**What the exercise asks:**
What lines below contain the string "CorruptAccount"? List them all.

**Extracted data:**
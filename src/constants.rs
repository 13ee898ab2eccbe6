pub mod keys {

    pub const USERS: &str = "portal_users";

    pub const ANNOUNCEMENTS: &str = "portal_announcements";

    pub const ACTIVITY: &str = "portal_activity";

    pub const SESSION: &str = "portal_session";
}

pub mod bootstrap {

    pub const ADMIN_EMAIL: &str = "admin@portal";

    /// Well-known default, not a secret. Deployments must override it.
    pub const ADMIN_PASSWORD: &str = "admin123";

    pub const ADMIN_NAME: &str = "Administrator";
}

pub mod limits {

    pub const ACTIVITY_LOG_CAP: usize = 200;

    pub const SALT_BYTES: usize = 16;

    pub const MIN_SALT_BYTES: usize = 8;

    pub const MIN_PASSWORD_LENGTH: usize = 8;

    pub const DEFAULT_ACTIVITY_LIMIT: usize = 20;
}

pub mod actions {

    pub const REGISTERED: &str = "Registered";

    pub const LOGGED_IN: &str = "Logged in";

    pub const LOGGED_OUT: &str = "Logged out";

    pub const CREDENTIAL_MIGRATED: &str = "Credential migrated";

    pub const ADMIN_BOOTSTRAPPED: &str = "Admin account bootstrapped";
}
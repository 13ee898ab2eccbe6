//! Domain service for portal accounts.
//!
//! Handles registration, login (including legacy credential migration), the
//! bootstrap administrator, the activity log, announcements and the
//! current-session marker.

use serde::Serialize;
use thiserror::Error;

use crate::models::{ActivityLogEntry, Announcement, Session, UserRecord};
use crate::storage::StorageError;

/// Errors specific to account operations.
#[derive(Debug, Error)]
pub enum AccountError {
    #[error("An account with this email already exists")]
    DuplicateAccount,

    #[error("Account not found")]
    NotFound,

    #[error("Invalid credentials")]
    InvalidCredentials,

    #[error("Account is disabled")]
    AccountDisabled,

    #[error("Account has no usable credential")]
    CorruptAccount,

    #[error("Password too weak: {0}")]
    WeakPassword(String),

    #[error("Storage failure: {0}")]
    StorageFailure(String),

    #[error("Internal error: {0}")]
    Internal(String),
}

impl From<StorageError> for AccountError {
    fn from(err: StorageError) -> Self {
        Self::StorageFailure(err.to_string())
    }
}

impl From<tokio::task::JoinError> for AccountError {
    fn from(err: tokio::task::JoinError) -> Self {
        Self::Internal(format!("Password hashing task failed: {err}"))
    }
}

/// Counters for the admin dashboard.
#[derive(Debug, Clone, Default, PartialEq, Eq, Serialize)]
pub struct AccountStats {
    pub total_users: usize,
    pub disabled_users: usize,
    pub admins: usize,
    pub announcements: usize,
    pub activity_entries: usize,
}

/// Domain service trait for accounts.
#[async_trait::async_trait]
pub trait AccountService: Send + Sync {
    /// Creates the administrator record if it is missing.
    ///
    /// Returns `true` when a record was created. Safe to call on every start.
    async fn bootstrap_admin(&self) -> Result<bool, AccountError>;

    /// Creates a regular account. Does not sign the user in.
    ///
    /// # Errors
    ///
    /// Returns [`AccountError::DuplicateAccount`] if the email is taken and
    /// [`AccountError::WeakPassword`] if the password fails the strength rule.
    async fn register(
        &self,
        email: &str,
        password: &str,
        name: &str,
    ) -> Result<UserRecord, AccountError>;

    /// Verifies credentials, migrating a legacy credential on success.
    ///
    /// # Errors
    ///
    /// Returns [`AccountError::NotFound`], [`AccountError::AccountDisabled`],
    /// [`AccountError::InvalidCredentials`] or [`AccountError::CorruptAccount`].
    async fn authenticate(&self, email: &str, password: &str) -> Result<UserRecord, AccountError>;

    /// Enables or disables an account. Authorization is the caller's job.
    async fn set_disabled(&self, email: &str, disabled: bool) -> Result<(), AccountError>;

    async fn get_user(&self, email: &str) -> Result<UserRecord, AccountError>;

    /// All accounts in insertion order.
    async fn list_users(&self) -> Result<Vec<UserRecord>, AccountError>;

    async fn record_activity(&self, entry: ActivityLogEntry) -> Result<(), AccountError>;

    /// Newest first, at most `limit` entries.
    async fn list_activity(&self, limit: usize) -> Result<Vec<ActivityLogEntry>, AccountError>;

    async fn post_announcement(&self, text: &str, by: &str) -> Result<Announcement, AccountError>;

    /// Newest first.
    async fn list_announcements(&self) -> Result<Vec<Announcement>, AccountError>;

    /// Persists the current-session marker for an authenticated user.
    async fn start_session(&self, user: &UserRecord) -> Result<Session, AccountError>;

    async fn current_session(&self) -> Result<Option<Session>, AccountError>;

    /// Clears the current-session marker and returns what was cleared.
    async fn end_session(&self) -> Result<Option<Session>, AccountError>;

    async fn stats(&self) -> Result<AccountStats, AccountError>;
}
--
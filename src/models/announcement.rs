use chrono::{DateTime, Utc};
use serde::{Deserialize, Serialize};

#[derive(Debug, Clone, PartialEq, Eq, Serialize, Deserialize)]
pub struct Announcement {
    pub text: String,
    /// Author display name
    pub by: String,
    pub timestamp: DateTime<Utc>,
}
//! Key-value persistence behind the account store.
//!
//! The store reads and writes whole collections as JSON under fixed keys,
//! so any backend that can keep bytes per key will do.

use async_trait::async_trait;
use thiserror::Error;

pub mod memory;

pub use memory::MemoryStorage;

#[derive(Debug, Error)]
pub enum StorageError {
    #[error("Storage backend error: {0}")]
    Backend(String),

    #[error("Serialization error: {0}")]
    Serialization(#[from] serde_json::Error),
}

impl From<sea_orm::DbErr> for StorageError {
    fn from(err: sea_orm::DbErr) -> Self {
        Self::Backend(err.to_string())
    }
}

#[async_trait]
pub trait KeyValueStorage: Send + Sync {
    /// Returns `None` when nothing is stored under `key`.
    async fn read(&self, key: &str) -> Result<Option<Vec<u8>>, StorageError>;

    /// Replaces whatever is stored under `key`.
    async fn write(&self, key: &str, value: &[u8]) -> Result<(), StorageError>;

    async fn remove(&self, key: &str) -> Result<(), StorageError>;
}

**Output for this exercise:**
    CorruptAccount,
    /// [`AccountError::InvalidCredentials`] or [`AccountError::CorruptAccount`].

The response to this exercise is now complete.